The best things come to those who wait, and that is exactly the case for the pancake at Friends & Family. It takes 20 minutes to bake, once you place your order, but what arrives at the table — a spectacle of fragrant, nutty buckwheat crowned with a scoop of vanilla-laced berry compote — is absolutely worth it. This pancake is thick, something you can easily cut into slices like a cake, but the buckwheat base keeps it from feeling too heavy.

l 5150 Hollywood Blvd., Los Angeles, (323) 668-2000, friendsandfamily

la.com, @wearefriends andfamily

The Griddle Cafe

Bigger isn’t always better, but it’s impossible to not be delighted by the truly massive, dinner plate-sized pancakes that show up either two or three to a stack at this legendary Sunset Boulevard breakfast spot. While the classic buttermilk pancakes are solid, this is not the place to hold back — you might as well really go for it with one of the diner’s over-the-top novelty options. The best? Either the Golden Ticket, pancakes stuffed with brown sugar-baked bananas, caramel, walnuts and streusel; or the Black Magic, a stack of pancakes brimming with crispy-yet-soft crushed Oreo cookies and a mountain of whipped cream. Just be ready to nap afterward.

l 7916 W. Sunset Blvd., Los Angeles, (323) 378-6311, thegriddlecafe.com

Clark Street Diner

If you’re looking for a classic diner pancake — soft, fluffy and stacked high on a plate like out of a storybook — Clark Street Diner has perfected them. There are no crispy edges, but there is a tender crumb. No dry pancakes here. The blueberry pancakes are particularly notable, with just the right amount of fresh fruit woven into the batter.

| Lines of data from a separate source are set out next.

//! End-to-end analyzer runs against in-memory collaborators.

use std::collections::{HashMap, HashSet};
use std::sync::atomic::{AtomicUsize, Ordering};
use std::sync::{Arc, Mutex};
use std::time::Duration;

use brandscope_core::{BrandProfile, Platform, ProfileCounts, SessionFile};
use brandscope_db::ResultField;
use brandscope_pipeline::{AnalysisOptions, Analyzer};
use brandscope_sources::{
    BrowserHandle, BrowserLauncher, BrowserSession, FetchQuery, GenerationOutcome,
    SocialDataProvider, SourceError, TextGenerator,
};
use serde_json::{json, Value};

#[derive(Default)]
struct FakeProvider {
    posts: HashMap<(Platform, String), Vec<Value>>,
    profiles: HashMap<(Platform, String), Value>,
    searches: HashMap<(Platform, String), Vec<Value>>,
    failing: HashSet<Platform>,
}

impl SocialDataProvider for FakeProvider {
    async fn fetch(
        &self,
        platform: Platform,
        query: FetchQuery<'_>,
    ) -> Result<Vec<Value>, SourceError> {
        if self.failing.contains(&platform) {
            return Err(SourceError::UnexpectedStatus {
                status: 503,
                url: format!("fake://{platform}"),
            });
        }
        let records = match query {
            FetchQuery::Posts { handle, .. } => self
                .posts
                .get(&(platform, handle.to_string()))
                .cloned()
                .unwrap_or_default(),
            FetchQuery::Profile { handle } => self
                .profiles
                .get(&(platform, handle.to_string()))
                .cloned()
                .into_iter()
                .collect(),
            FetchQuery::Search { query, .. } => self
                .searches
                .get(&(platform, query.to_string()))
                .cloned()
                .unwrap_or_default(),
        };
        Ok(records)
    }
}

#[derive(Clone, Default)]
struct BrowserCounters {
    launches: Arc<AtomicUsize>,
    closes: Arc<AtomicUsize>,
}

struct FakeLauncher {
    counters: BrowserCounters,
    profiles: HashMap<(Platform, String), ProfileCounts>,
}

struct FakeBrowser {
    counters: BrowserCounters,
    profiles: HashMap<(Platform, String), ProfileCounts>,
}

impl BrowserLauncher for FakeLauncher {
    type Handle = FakeBrowser;

    async fn launch(&self) -> Result<FakeBrowser, SourceError> {
        self.counters.launches.fetch_add(1, Ordering::SeqCst);
        Ok(FakeBrowser {
            counters: self.counters.clone(),
            profiles: self.profiles.clone(),
        })
    }
}

impl BrowserHandle for FakeBrowser {
    async fn scrape_profile(
        &self,
        platform: Platform,
        handle: &str,
    ) -> Result<Option<ProfileCounts>, SourceError> {
        Ok(self.profiles.get(&(platform, handle.to_string())).copied())
    }

    async fn close(self) -> Result<(), SourceError> {
        self.counters.closes.fetch_add(1, Ordering::SeqCst);
        Ok(())
    }
}

struct FakeGenerator {
    outcome: GenerationOutcome,
    prompts: Arc<Mutex<Vec<String>>>,
}

impl TextGenerator for FakeGenerator {
    async fn generate(&self, prompt: &str, _temperature: f32) -> GenerationOutcome {
        self.prompts
            .lock()
            .expect("prompt log lock")
            .push(prompt.to_string());
        self.outcome.clone()
    }
}

const FOCUS: &str = "Kopi Nusantara";
const RIVAL: &str = "Teh Senja";

fn own_posts(handle: &str, count: u32, likes: u64) -> Vec<Value> {
    (1..=count)
        .map(|i| {
            json!({
                "id": format!("{handle}-{i}"),
                "caption": format!("Promo kopi susu gula aren hari ini #kopi #promo {i}"),
                "ownerUsername": handle,
                "likesCount": likes,
                "commentsCount": 5,
                "timestamp": format!("2025-03-{:02}T03:00:00Z", i.min(28)),
                "type": "Image"
            })
        })
        .collect()
}

fn session() -> SessionFile {
    SessionFile {
        focus: BrandProfile::new(FOCUS)
            .with_handle(Platform::Instagram, "kopinusantara")
            .with_handle(Platform::TikTok, "kopinusantara"),
        competitors: vec![BrandProfile::new(RIVAL).with_handle(Platform::Instagram, "tehsenja")],
        universe_keywords: Some("kopi, teh".to_string()),
    }
}

fn provider() -> FakeProvider {
    let mut provider = FakeProvider::default();
    provider.failing.insert(Platform::TikTok);

    provider.posts.insert(
        (Platform::Instagram, "kopinusantara".to_string()),
        own_posts("kopinusantara", 25, 900),
    );
    provider.profiles.insert(
        (Platform::Instagram, "kopinusantara".to_string()),
        json!({"followersCount": 100_000, "postsCount": 480}),
    );
    provider.posts.insert(
        (Platform::Instagram, "tehsenja".to_string()),
        own_posts("tehsenja", 3, 1_000),
    );

    provider.searches.insert(
        (Platform::Instagram, FOCUS.to_string()),
        vec![
            json!({"id": "m1", "caption": "Ngopi sore di Kopi Nusantara, enak banget", "ownerUsername": "rina", "likesCount": 40}),
            json!({"id": "m2", "caption": "Kopi Nusantara new menu!", "ownerUsername": "kopinusantara", "likesCount": 300}),
        ],
    );
    provider.searches.insert(
        (Platform::Instagram, RIVAL.to_string()),
        vec![json!({"id": "m3", "caption": "Teh Senja terlalu manis", "ownerUsername": "budi", "likesCount": 4})],
    );

    let both = json!({"id": "c1", "caption": "Kopi Nusantara atau Teh Senja, pilih mana?"});
    let rival_only = json!({"id": "c3", "caption": "Teh Senja segar"});
    provider.searches.insert(
        (Platform::Instagram, "kopi".to_string()),
        vec![both.clone(), json!({"id": "c2", "caption": "kopi pagi dulu"})],
    );
    provider.searches.insert(
        (Platform::Instagram, "teh".to_string()),
        vec![both, rival_only],
    );
    provider
}

fn launcher(counters: &BrowserCounters) -> FakeLauncher {
    let mut profiles = HashMap::new();
    profiles.insert(
        (Platform::Instagram, "kopinusantara".to_string()),
        ProfileCounts {
            followers: Some(101_000),
            posts: Some(482),
            engagement_rate: None,
        },
    );
    FakeLauncher {
        counters: counters.clone(),
        profiles,
    }
}

fn generator(text: &str) -> FakeGenerator {
    FakeGenerator {
        outcome: GenerationOutcome::Generated(text.to_string()),
        prompts: Arc::new(Mutex::new(Vec::new())),
    }
}

#[tokio::test]
async fn full_run_degrades_per_platform_and_qualifies_insights() {
    let counters = BrowserCounters::default();
    let generator = generator(
        "Kopi Nusantara dominates reach. Teh Senja should post 3 times a week. \
         Reply to earned mentions quickly.",
    );
    let analyzer = Analyzer::new(
        provider(),
        Some(BrowserSession::new(launcher(&counters))),
        Some(generator),
        AnalysisOptions {
            max_concurrent_brands: 2,
            ..AnalysisOptions::default()
        },
        Duration::from_secs(3_600),
    );

    let report = analyzer.analyze(&session()).await;

    // Brand order and focus flag follow the session.
    assert_eq!(report.brand_analyses.len(), 2);
    let focus = &report.brand_analyses[0];
    assert!(focus.is_focus);
    assert_eq!(focus.brand.name, FOCUS);

    let snapshot = |analysis: &brandscope_metrics::BrandAnalysis, platform: Platform| {
        analysis
            .platforms
            .iter()
            .find(|s| s.platform == platform)
            .cloned()
            .expect("every platform has a snapshot")
    };

    // A failing platform degrades to an empty, configured snapshot.
    let tiktok = snapshot(focus, Platform::TikTok);
    assert!(tiktok.configured);
    assert!(!tiktok.data_available);

    // Scraper counts win for followers, provider posts are analyzed.
    let instagram = snapshot(focus, Platform::Instagram);
    assert!(instagram.data_available);
    assert_eq!(instagram.followers, 101_000);
    assert_eq!(instagram.posts_analyzed, 25);
    let quality = instagram.data_quality.expect("validated");
    assert!(!quality.issues.iter().any(|i| i.contains("Only one data source")));

    // No source reported followers for the rival, so they are estimated.
    let rival_ig = snapshot(&report.brand_analyses[1], Platform::Instagram);
    assert!(rival_ig.followers_estimated);
    assert!(!snapshot(&report.brand_analyses[1], Platform::YouTube).configured);

    assert_eq!(report.brand_equity_data.len(), 2);
    assert!(report
        .brand_equity_data
        .iter()
        .all(|row| (0.0..=100.0).contains(&row.scores.equity_score)));

    // The brand's own post in the mention search is not earned voice.
    let focus_voice = &report.voice_analysis[0];
    assert_eq!(focus_voice.own_voice.total_posts, 25);
    assert_eq!(focus_voice.earn_voice.total_mentions, 1);

    let sov = &report.share_of_voice;
    assert_eq!(sov.universe_keywords, vec!["kopi".to_string(), "teh".to_string()]);
    assert_eq!(sov.total_universe_conversations, 3);
    assert_eq!(sov.brand_shares[0].mentions, 1);
    assert_eq!(sov.brand_shares[1].mentions, 2);

    // Rival analyzed only 3 posts: frequency advice removed, caveat added.
    assert!(report.ai_insights.contains("dominates reach"));
    assert!(!report.ai_insights.contains("3 times a week"));
    assert!(report.ai_insights.contains("Teh Senja: 3 posts"));

    assert_eq!(counters.launches.load(Ordering::SeqCst), 1);
    assert_eq!(counters.closes.load(Ordering::SeqCst), 1);
}

#[tokio::test]
async fn missing_generator_yields_placeholder_and_complete_blobs() {
    let analyzer: Analyzer<FakeProvider, FakeLauncher, FakeGenerator> = Analyzer::new(
        provider(),
        None,
        None,
        AnalysisOptions::default(),
        Duration::from_secs(60),
    );

    let report = analyzer.analyze(&session()).await;
    assert!(report.ai_insights.contains("unavailable"));

    let document = report.to_blobs().expect("serializable").to_document();
    for field in ResultField::ALL {
        assert!(
            document.get(field.report_key()).is_some(),
            "missing {}",
            field.report_key()
        );
    }
    assert_eq!(
        document["brandEquityData"].as_array().map(Vec::len),
        Some(2)
    );
}

#[tokio::test]
async fn prompt_marks_focus_brand_and_low_data_warning() {
    let generator = generator("Fine.");
    let prompts = Arc::clone(&generator.prompts);
    let analyzer: Analyzer<FakeProvider, FakeLauncher, FakeGenerator> = Analyzer::new(
        provider(),
        None,
        Some(generator),
        AnalysisOptions::default(),
        Duration::from_secs(60),
    );

    let report = analyzer.analyze(&session()).await;
    assert!(report.ai_insights.starts_with("Fine."));

    let prompts = prompts.lock().expect("prompt log lock");
    assert_eq!(prompts.len(), 1, "one generation per run");
    assert!(prompts[0].contains("Kopi Nusantara (focus)"));
    assert!(prompts[0].contains("Do not recommend a posting frequency"));
}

l 6145 Franklin Ave., Los Angeles, (323) 450-9149, @clarkstreetdiner

Alta Adams

Brunch is always a vibe and a good time at Alta Adams for many reasons, one of them being the stellar cornmeal pancakes. They are generous in size and really embrace the balance of sweet and salty with the addition of brown butter caramel syrup and plenty of honey butter. Don’t forget to order a side of the excellent fried chicken. Though it is usually paired with Alta Adams’ waffles, the fried chicken might taste even better with the pancakes.

l 5359 W. Adams Blvd., Los Angeles, (323) 571-4999, altaadams.com, @altarestaurant

John O’Groats

There are many things that contribute to the charm of this 33-year-old Cheviot Hills staple, including the blue checkerboard tablecloths, the warm and friendly service, and the truly satisfying seven-grain granola pancakes. Though it sounds salubrious in name, it’s anything but in texture, which is soft and gently oat-y from the granola that is folded into the pancake batter.

l 10516 W. Pico Blvd., Los Angeles, johnogroats.us

The Sycamore Kitchen

Not too thin and not too thick, the buttermilk rye pancakes from the Sycamore Kitchen are essentially the Goldilocks of the breakfast world. This classic stack, which gets a flavor upgrade from the addition of rye flour, is filling but not overwhelming and easy to share — but no one would blame you if you didn’t.